Le premier ministre du Manitoba aurait intérêt à mieux financer les services en français dans sa province plutôt que de se payer des publicités pour recruter au Québec, selon François Legault. Le premier ministre québécois a réagi jeudi à la campagne publicitaire lancée par son homologue en réaction à la Loi sur la laïcité de l’État.


« Je pense que M. Pallister aurait été mieux de mettre cet argent-là pour donner des services en français au Manitoba et il devrait commencer par garder ses propres joueurs de hockey, entre autres, Dustin Byfuglien, qui n’est pas capable de rester avec les Jets. Donc, moi je pense que les premiers ministres connaissent très bien ma position. J’ai eu l’occasion de l’expliquer en long et en large. »





La publicité, publiée notamment dans Le Devoir, invite les fonctionnaires québécois qui se sentent lésés par la Loi sur la laïcité de l’État à déménager au Manitoba. « Nos fonctionnaires sont fiers de promouvoir des lieux de travail diversifiés qui reposent sur l’adhésion à de solides normes éthiques et sur le respect de l’autre, peut-on lire. Qui plus est, les fonctionnaires du Manitoba sont accueillis à bras ouverts et mis à l’honneur, quelle que soit leur religion ou leur culture. Au Manitoba la diversité est respectée et valorisée. » La publicité décline ensuite 21 raisons de déménager dans cette province de l’Ouest, comme sa communauté francophone, le prix abordable de ses maisons, la présence d’équipes de la Ligue canadienne de football et de la Ligue nationale de hockey, ses activités culturelles et ses étés très chauds.


« Nous respectons les libertés et les droits de la personne, et nous n’avons pas une police de l’habillement », a affirmé le premier ministre manitobain à La Presse canadienne mercredi.
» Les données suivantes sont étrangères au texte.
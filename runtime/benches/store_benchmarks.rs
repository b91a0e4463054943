//! Store Performance Benchmarks
//!
//! Measures the cost of the store operations themselves:
//! - create: validation, id generation and insertion under the write lock
//! - complete/uncomplete: lookup and status toggle
//! - queries: point lookups and filtered scans over a populated store
//!
//! Run with: `cargo bench`

#![allow(missing_docs)] // Benchmarks don't need extensive docs
#![allow(clippy::expect_used)] // Benchmarks can use expect for setup

use criterion::{black_box, criterion_group, criterion_main, BenchmarkId, Criterion, Throughput};
use todo_store_runtime::{StoreConfig, TodoEnvironment, TodoStore};

fn quiet_store() -> TodoStore {
    TodoStore::with_config(
        TodoEnvironment::production(),
        StoreConfig::default().with_metrics(false),
    )
}

fn populated_store(size: usize) -> TodoStore {
    let store = quiet_store();
    for i in 0..size {
        let todo = store
            .create(&format!("Todo {i}"), Some("benchmark"))
            .expect("valid todo");
        if i % 2 == 0 {
            store.complete(todo.id()).expect("pending todo");
        }
    }
    store
}

/// Benchmark creating todos
fn benchmark_create(c: &mut Criterion) {
    let mut group = c.benchmark_group("create");
    group.throughput(Throughput::Elements(1));

    group.bench_function("with_description", |b| {
        let store = quiet_store();
        b.iter(|| {
            let _todo = store.create(black_box("Buy milk"), black_box(Some("2 litres")));
        });
    });

    group.bench_function("with_metrics", |b| {
        let store = TodoStore::new(TodoEnvironment::production());
        b.iter(|| {
            let _todo = store.create(black_box("Buy milk"), None);
        });
    });

    group.finish();
}

/// Benchmark toggling completion on one todo
fn benchmark_toggle(c: &mut Criterion) {
    let mut group = c.benchmark_group("toggle");
    group.throughput(Throughput::Elements(2));

    group.bench_function("complete_uncomplete", |b| {
        let store = quiet_store();
        let todo = store.create("Toggle me", None).expect("valid todo");
        b.iter(|| {
            let _ = store.complete(black_box(todo.id()));
            let _ = store.uncomplete(black_box(todo.id()));
        });
    });

    group.finish();
}

/// Benchmark queries as the store grows
fn benchmark_queries(c: &mut Criterion) {
    let mut group = c.benchmark_group("queries");

    for size in [100_usize, 1_000, 10_000] {
        let store = populated_store(size);
        let probe = store.find_all()[size / 2].id().clone();

        group.bench_with_input(BenchmarkId::new("find_by_id", size), &size, |b, _| {
            b.iter(|| store.find_by_id(black_box(&probe)));
        });

        group.throughput(Throughput::Elements(size as u64));
        group.bench_with_input(BenchmarkId::new("find_by_completed", size), &size, |b, _| {
            b.iter(|| store.find_by_completed(black_box(true)));
        });
    }

    group.finish();
}

criterion_group!(benches, benchmark_create, benchmark_toggle, benchmark_queries);
criterion_main!(benches);
//! Simple CLI demo for the todo store.
//!
//! Walks through the store operations, prints the todo list after each step,
//! then dumps a snapshot and the Prometheus metrics collected along the way.
//!
//! Set `RUST_LOG=debug` to see every command the store applies or rejects.

use anyhow::Context;
use todo_store_core::Todo;
use todo_store_runtime::metrics::MetricsExporter;
use todo_store_runtime::{TodoEnvironment, TodoStore};
use tracing_subscriber::EnvFilter;

fn print_todos(heading: &str, todos: &[Todo]) {
    println!("\n{heading}: {}", todos.len());
    for todo in todos {
        let status = if todo.is_completed() { "✓" } else { " " };
        match todo.description() {
            Some(description) => println!("  [{status}] {} ({description})", todo.title()),
            None => println!("  [{status}] {}", todo.title()),
        }
    }
}

fn main() -> anyhow::Result<()> {
    tracing_subscriber::fmt()
        .with_env_filter(
            EnvFilter::try_from_default_env().unwrap_or_else(|_| EnvFilter::new("info")),
        )
        .init();

    let mut exporter = MetricsExporter::new();
    exporter.install().context("installing metrics exporter")?;

    println!("=== Todo Store Demo ===");

    let store = TodoStore::new(TodoEnvironment::production());

    tracing::info!("Creating todos");
    let milk = store.create("Buy milk", Some("2 litres, semi-skimmed"))?;
    let docs = store.create("Write documentation", None)?;
    let deploy = store.create("Deploy to production", None)?;
    print_todos("Todos created", &store.find_all());

    // Rejected input never reaches the store
    if let Err(error) = store.create("   ", None) {
        tracing::warn!(%error, "Rejected blank title");
    }

    tracing::info!(id = %milk.id(), "Completing 'Buy milk'");
    store.complete(milk.id())?;
    if let Err(error) = store.complete(milk.id()) {
        tracing::warn!(%error, "Completing it again");
    }

    tracing::info!(id = %docs.id(), "Renaming 'Write documentation'");
    store.update(docs.id(), "Write better documentation", Some("API and examples"))?;

    print_todos("Completed", &store.find_completed());
    print_todos("Pending", &store.find_pending());
    println!("\nCompleted: {}/{}", store.completed_count(), store.count());

    tracing::info!(id = %deploy.id(), "Deleting 'Deploy to production'");
    store.delete(deploy.id())?;
    if let Err(error) = store.delete(deploy.id()) {
        tracing::warn!(%error, "Deleting it again");
    }
    print_todos("Final todos", &store.find_all());

    println!("\nSnapshot:");
    store
        .snapshot()
        .to_writer(std::io::stdout().lock())
        .context("writing snapshot")?;
    println!();

    if let Some(text) = exporter.render() {
        println!("\nMetrics:\n{text}");
    }

    println!("=== Demo Complete ===");
    Ok(())
}
//! The lazily materialized snapshot value.

use std::fmt;
use std::hash::{Hash, Hasher};
use std::sync::Arc;

use bytes::{BufMut, Bytes, BytesMut};
use once_cell::sync::Lazy;
use serde::Serialize;
use serde::de::DeserializeOwned;

use crate::SnapshotError;

type Encoder = Box<dyn FnOnce() -> Bytes + Send>;

/// An immutable byte string describing some piece of workflow state.
///
/// The bytes are produced at most once, the first time anything reads them.
/// Cloning a snapshot shares the same lazy cell, so an encoder never runs
/// twice. Equality and hashing force materialization and compare bytes.
#[derive(Clone)]
pub struct Snapshot {
  bytes: Arc<Lazy<Bytes, Encoder>>,
}

impl Snapshot {
  /// The empty snapshot. Workflows that keep no state return this.
  pub fn empty() -> Self {
    Self::of_bytes(Bytes::new())
  }

  /// Wrap bytes that are already encoded.
  pub fn of_bytes(bytes: impl Into<Bytes>) -> Self {
    let bytes = bytes.into();
    Self::lazy(move || bytes)
  }

  /// A snapshot holding the raw UTF-8 bytes of `value` (no length prefix).
  pub fn of_str(value: &str) -> Self {
    Self::of_bytes(Bytes::copy_from_slice(value.as_bytes()))
  }

  /// A snapshot holding a single big-endian `i32`.
  pub fn of_i32(value: i32) -> Self {
    Self::write(move |buf| buf.put_i32(value))
  }

  /// A snapshot whose bytes are computed on first read.
  pub fn lazy(encode: impl FnOnce() -> Bytes + Send + 'static) -> Self {
    let encode: Encoder = Box::new(encode);
    Self {
      bytes: Arc::new(Lazy::new(encode)),
    }
  }

  /// A snapshot written by `encode` into a fresh buffer on first read.
  pub fn write(encode: impl FnOnce(&mut BytesMut) + Send + 'static) -> Self {
    Self::lazy(move || {
      let mut buf = BytesMut::new();
      encode(&mut buf);
      buf.freeze()
    })
  }

  /// Encode `value` as JSON eagerly.
  pub fn json<T: Serialize + ?Sized>(value: &T) -> Result<Self, SnapshotError> {
    Ok(Self::of_bytes(serde_json::to_vec(value)?))
  }

  /// The snapshot bytes, materializing them if needed.
  pub fn bytes(&self) -> &Bytes {
    Lazy::force(&*self.bytes)
  }

  /// Whether the bytes have been produced yet.
  pub fn is_materialized(&self) -> bool {
    Lazy::get(&*self.bytes).is_some()
  }

  pub fn is_empty(&self) -> bool {
    self.bytes().is_empty()
  }

  pub fn len(&self) -> usize {
    self.bytes().len()
  }

  /// Run a decoder over a cursor positioned at the start of the bytes.
  ///
  /// The cursor is a cheap clone, so decoders can call
  /// [`SnapshotSource`](crate::SnapshotSource) methods on it freely.
  pub fn parse<T>(
    &self,
    decode: impl FnOnce(&mut Bytes) -> Result<T, SnapshotError>,
  ) -> Result<T, SnapshotError> {
    let mut cursor = self.bytes().clone();
    decode(&mut cursor)
  }

  /// Decode JSON produced by [`Snapshot::json`].
  pub fn parse_json<T: DeserializeOwned>(&self) -> Result<T, SnapshotError> {
    Ok(serde_json::from_slice(self.bytes())?)
  }
}

impl Default for Snapshot {
  fn default() -> Self {
    Self::empty()
  }
}

impl PartialEq for Snapshot {
  fn eq(&self, other: &Self) -> bool {
    Arc::ptr_eq(&self.bytes, &other.bytes) || self.bytes() == other.bytes()
  }
}

impl Eq for Snapshot {}

impl Hash for Snapshot {
  fn hash<H: Hasher>(&self, state: &mut H) {
    self.bytes().hash(state);
  }
}

impl fmt::Debug for Snapshot {
  fn fmt(&self, f: &mut fmt::Formatter<'_>) -> fmt::Result {
    f.debug_tuple("Snapshot").field(self.bytes()).finish()
  }
}

impl From<Bytes> for Snapshot {
  fn from(bytes: Bytes) -> Self {
    Self::of_bytes(bytes)
  }
}

impl From<Vec<u8>> for Snapshot {
  fn from(bytes: Vec<u8>) -> Self {
    Self::of_bytes(bytes)
  }
}

#[cfg(test)]
mod tests {
  use std::sync::atomic::{AtomicUsize, Ordering};

  use super::*;
  use crate::{SnapshotSink, SnapshotSource};

  #[test]
  fn encoder_runs_once_and_only_on_read() {
    let calls = Arc::new(AtomicUsize::new(0));
    let counted = calls.clone();
    let snapshot = Snapshot::write(move |buf| {
      counted.fetch_add(1, Ordering::SeqCst);
      buf.put_i32(7);
    });
    let copy = snapshot.clone();

    assert!(!snapshot.is_materialized());
    assert_eq!(calls.load(Ordering::SeqCst), 0);

    assert_eq!(snapshot.bytes().as_ref(), &[0, 0, 0, 7]);
    assert_eq!(copy.bytes().as_ref(), &[0, 0, 0, 7]);
    assert!(copy.is_materialized());
    assert_eq!(calls.load(Ordering::SeqCst), 1);
  }

  #[test]
  fn equality_compares_bytes() {
    let eager = Snapshot::of_i32(42);
    let lazy = Snapshot::lazy(|| Bytes::from_static(&[0, 0, 0, 42]));
    assert_eq!(eager, lazy);
    assert_ne!(eager, Snapshot::of_i32(41));
    assert_eq!(Snapshot::empty(), Snapshot::default());
    assert!(Snapshot::empty().is_empty());
  }

  #[test]
  fn of_str_has_no_length_prefix() {
    assert_eq!(Snapshot::of_str("hi").bytes().as_ref(), b"hi");
  }

  #[test]
  fn parse_reads_from_the_start_each_time() {
    let snapshot = Snapshot::write(|buf| {
      buf.put_utf8_with_length("launch");
      buf.put_i32(3);
    });

    for _ in 0..2 {
      let (name, count) = snapshot
        .parse(|src| Ok((src.read_utf8_with_length()?, src.read_i32()?)))
        .unwrap();
      assert_eq!(name, "launch");
      assert_eq!(count, 3);
    }
  }

  #[test]
  fn json_helpers() {
    #[derive(Debug, PartialEq, serde::Serialize, serde::Deserialize)]
    struct Progress {
      stage: u32,
      label: String,
    }

    let progress = Progress {
      stage: 2,
      label: "orbit".to_string(),
    };
    let snapshot = Snapshot::json(&progress).unwrap();
    assert_eq!(snapshot.parse_json::<Progress>().unwrap(), progress);

    let err = Snapshot::of_str("{").parse_json::<Progress>().unwrap_err();
    assert!(matches!(err, SnapshotError::Json { .. }));
  }
}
Brian Pallister, un progressiste-conservateur, n’a jamais caché son dégoût face à l’interdiction du port de signes religieux en vigueur au Québec pour certains employés de l’État comme les juges, les procureurs et les enseignants.


« On sait que la loi au Québec est plus modérée qu’en France, qu’en Suisse, qu’en Belgique, qu’en Allemagne, a remarqué M. Legault. Est-ce que M. Pallister va commencer à faire de la publicité en Europe pour attirer des gens à Winnipeg ? » Il a dit ne pas craindre que des Québécois s’installent au Manitoba.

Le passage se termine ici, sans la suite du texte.